> [Extracted entries]
================

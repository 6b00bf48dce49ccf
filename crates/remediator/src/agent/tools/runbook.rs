use super::{parse_args, schema_of, Tool, ToolContext, ToolResult};
use crate::knowledge::{render_matches, resolve, KnowledgeBase};
use async_trait::async_trait;
use schemars::JsonSchema;
use serde::Deserialize;
use std::sync::Arc;
use tracing::debug;

#[derive(Debug, Deserialize, JsonSchema)]
struct RunbookArgs {
    /// Alert name, component or symptom, e.g. `KafkaBrokerDown` or `kafka`.
    keyword: String,
}

/// Searches the runbook knowledge base.
pub struct RunbookTool {
    kb: Arc<KnowledgeBase>,
}

impl RunbookTool {
    pub fn new(kb: Arc<KnowledgeBase>) -> Self {
        Self { kb }
    }
}

#[async_trait]
impl Tool for RunbookTool {
    fn name(&self) -> &str {
        "consult_runbook"
    }

    fn description(&self) -> &str {
        "Search the internal remediation runbook for an alert name, symptom or component. \
         Use this to find the diagnosis steps and the only actions that are allowed. \
         Input example: 'KafkaBrokerDown', 'kafka', 'namenode', 'cpu'."
    }

    fn parameters(&self) -> serde_json::Value {
        schema_of::<RunbookArgs>()
    }

    async fn execute(&self, args: serde_json::Value, _ctx: &ToolContext<'_>) -> ToolResult {
        let args: RunbookArgs = match parse_args(self.name(), args) {
            Ok(args) => args,
            Err(failure) => return failure,
        };

        let matches = resolve(&args.keyword, &self.kb);
        debug!(keyword = %args.keyword, matches = matches.len(), "Runbook lookup");
        // An empty match set is an answer, not a failure.
        ToolResult::ok(render_matches(&args.keyword, &matches))
    }
}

================

The records above must be reproduced word for word.

> [Answer to the exercise]
repository 6b00bf48dce49ccf
filename crates/remediator/src/agent/tools/runbook.rs
use super::{parse_args, schema_of, Tool, ToolContext, ToolResult};
use crate::knowledge::{render_matches, resolve, KnowledgeBase};
use async_trait::async_trait;
use schemars::JsonSchema;
use serde::Deserialize;
use std::sync::Arc;
use tracing::debug;

#[derive(Debug, Deserialize, JsonSchema)]
struct RunbookArgs {
    /// Alert name, component or symptom, e.g. `KafkaBrokerDown` or `kafka`.
    keyword: String,
}

/// Searches the runbook knowledge base.
pub struct RunbookTool {
    kb: Arc<KnowledgeBase>,
}

impl RunbookTool {
    pub fn new(kb: Arc<KnowledgeBase>) -> Self {
        Self { kb }
    }
}

#[async_trait]
impl Tool for RunbookTool {
    fn name(&self) -> &str {
        "consult_runbook"
    }

    fn description(&self) -> &str {
        "Search the internal remediation runbook for an alert name, symptom or component. \
         Use this to find the diagnosis steps and the only actions that are allowed. \
         Input example: 'KafkaBrokerDown', 'kafka', 'namenode', 'cpu'."
    }

    fn parameters(&self) -> serde_json::Value {
        schema_of::<RunbookArgs>()
    }

    async fn execute(&self, args: serde_json::Value, _ctx: &ToolContext<'_>) -> ToolResult {
        let args: RunbookArgs = match parse_args(self.name(), args) {
            Ok(args) => args,
            Err(failure) => return failure,
        };

        let matches = resolve(&args.keyword, &self.kb);
        debug!(keyword = %args.keyword, matches = matches.len(), "Runbook lookup");
        // An empty match set is an answer, not a failure.
        ToolResult::ok(render_matches(&args.keyword, &matches))
    }
}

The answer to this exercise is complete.